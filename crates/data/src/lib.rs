//! Fashion Store Data - client for the hosted data service.
//!
//! # Architecture
//!
//! - The hosted service is the source of truth: every read goes over the
//!   wire, nothing is cached between calls
//! - Tables are exposed through a PostgREST-style REST surface
//!   (`/rest/v1/{table}`), authentication through a token service
//!   (`/auth/v1/...`)
//! - Requests carry the project API key; calls made on behalf of a signed-in
//!   user also carry that user's access token so row policies apply
//!
//! # Example
//!
//! ```rust,ignore
//! use fashion_store_data::{DataClient, DataServiceConfig};
//!
//! let client = DataClient::new(&config)?;
//!
//! // Shop listing for one category
//! let products = client.list_products(Some(category_id)).await?;
//!
//! // Admin mutation with the admin's own token
//! client.as_user(&token).update_order_status(order_id, OrderStatus::Shipped).await?;
//! ```

#![cfg_attr(not(test), forbid(unsafe_code))]

mod auth;
mod catalog;
mod client;
mod orders;
pub mod query;
pub mod types;

pub use auth::AuthSession;
pub use client::{DataClient, DataServiceConfig};
pub use query::{Direction, Query, Table};
pub use types::*;

use thiserror::Error;

/// Errors that can occur when talking to the data service.
#[derive(Debug, Error)]
pub enum DataError {
    /// HTTP request failed.
    #[error("HTTP error: {0}")]
    Http(#[from] reqwest::Error),

    /// The service answered with an error body.
    #[error("API error: {status} {code} - {message}")]
    Api {
        status: u16,
        code: String,
        message: String,
    },

    /// Missing or rejected API key / access token.
    #[error("Unauthorized")]
    Unauthorized,

    /// Email/password pair was rejected at sign-in.
    #[error("Invalid login credentials")]
    InvalidCredentials,

    /// Table or row not found.
    #[error("Not found: {0}")]
    NotFound(String),

    /// A single-row read matched more than one row.
    #[error("Expected at most one row from {table}, got {count}")]
    MultipleRows { table: &'static str, count: usize },

    /// Update or delete issued without any filter.
    #[error("Refusing to {operation} every row of {table}")]
    MissingFilter {
        operation: &'static str,
        table: &'static str,
    },

    /// Rate limited by the service.
    #[error("Rate limited, retry after {0} seconds")]
    RateLimited(u64),

    /// Response body or header could not be understood.
    #[error("Parse error: {0}")]
    Parse(String),

    /// The configured service URL is unusable.
    #[error("Invalid service URL: {0}")]
    InvalidUrl(#[from] url::ParseError),
}

impl DataError {
    /// Whether the error came from the remote service or the network, as
    /// opposed to a local misuse.
    #[must_use]
    pub const fn is_upstream(&self) -> bool {
        !matches!(self, Self::MissingFilter { .. } | Self::InvalidUrl(_))
    }
}

#[cfg(test)]
mod tests {
    use super::*;

    #[test]
    fn test_error_display() {
        let err = DataError::Api {
            status: 400,
            code: "22P02".to_string(),
            message: "invalid input syntax for type uuid".to_string(),
        };
        assert_eq!(
            err.to_string(),
            "API error: 400 22P02 - invalid input syntax for type uuid"
        );

        let err = DataError::MultipleRows {
            table: "customers",
            count: 2,
        };
        assert_eq!(
            err.to_string(),
            "Expected at most one row from customers, got 2"
        );
    }

    #[test]
    fn test_is_upstream() {
        assert!(DataError::Unauthorized.is_upstream());
        assert!(DataError::RateLimited(3).is_upstream());
        assert!(
            !DataError::MissingFilter {
                operation: "delete",
                table: "products"
            }
            .is_upstream()
        );
    }
}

---

▸ What this task involves
Reproduce the records above exactly, character for character.

▸ Task result
filename crates/data/src/lib.rs
//! Fashion Store Data - client for the hosted data service.
//!
//! # Architecture
//!
//! - The hosted service is the source of truth: every read goes over the
//!   wire, nothing is cached between calls
//! - Tables are exposed through a PostgREST-style REST surface
//!   (`/rest/v1/{table}`), authentication through a token service
//!   (`/auth/v1/...`)
//! - Requests carry the project API key; calls made on behalf of a signed-in
//!   user also carry that user's access token so row policies apply
//!
//! # Example
//!
//! ```rust,ignore
//! use fashion_store_data::{DataClient, DataServiceConfig};
//!
//! let client = DataClient::new(&config)?;
//!
//! // Shop listing for one category
//! let products = client.list_products(Some(category_id)).await?;
//!
//! // Admin mutation with the admin's own token
//! client.as_user(&token).update_order_status(order_id, OrderStatus::Shipped).await?;
//! ```

#![cfg_attr(not(test), forbid(unsafe_code))]

mod auth;
mod catalog;
mod client;
mod orders;
pub mod query;
pub mod types;

pub use auth::AuthSession;
pub use client::{DataClient, DataServiceConfig};
pub use query::{Direction, Query, Table};
pub use types::*;

use thiserror::Error;

/// Errors that can occur when talking to the data service.
#[derive(Debug, Error)]
pub enum DataError {
    /// HTTP request failed.
    #[error("HTTP error: {0}")]
    Http(#[from] reqwest::Error),

    /// The service answered with an error body.
    #[error("API error: {status} {code} - {message}")]
    Api {
        status: u16,
        code: String,
        message: String,
    },

    /// Missing or rejected API key / access token.
    #[error("Unauthorized")]
    Unauthorized,

    /// Email/password pair was rejected at sign-in.
    #[error("Invalid login credentials")]
    InvalidCredentials,

    /// Table or row not found.
    #[error("Not found: {0}")]
    NotFound(String),

    /// A single-row read matched more than one row.
    #[error("Expected at most one row from {table}, got {count}")]
    MultipleRows { table: &'static str, count: usize },

    /// Update or delete issued without any filter.
    #[error("Refusing to {operation} every row of {table}")]
    MissingFilter {
        operation: &'static str,
        table: &'static str,
    },

    /// Rate limited by the service.
    #[error("Rate limited, retry after {0} seconds")]
    RateLimited(u64),

    /// Response body or header could not be understood.
    #[error("Parse error: {0}")]
    Parse(String),

    /// The configured service URL is unusable.
    #[error("Invalid service URL: {0}")]
    InvalidUrl(#[from] url::ParseError),
}

impl DataError {
    /// Whether the error came from the remote service or the network, as
    /// opposed to a local misuse.
    #[must_use]
    pub const fn is_upstream(&self) -> bool {
        !matches!(self, Self::MissingFilter { .. } | Self::InvalidUrl(_))
    }
}

#[cfg(test)]
mod tests {
    use super::*;

    #[test]
    fn test_error_display() {
        let err = DataError::Api {
            status: 400,
            code: "22P02".to_string(),
            message: "invalid input syntax for type uuid".to_string(),
        };
        assert_eq!(
            err.to_string(),
            "API error: 400 22P02 - invalid input syntax for type uuid"
        );

        let err = DataError::MultipleRows {
            table: "customers",
            count: 2,
        };
        assert_eq!(
            err.to_string(),
            "Expected at most one row from customers, got 2"
        );
    }

    #[test]
    fn test_is_upstream() {
        assert!(DataError::Unauthorized.is_upstream());
        assert!(DataError::RateLimited(3).is_upstream());
        assert!(
            !DataError::MissingFilter {
                operation: "delete",
                table: "products"
            }
            .is_upstream()
        );
    }
}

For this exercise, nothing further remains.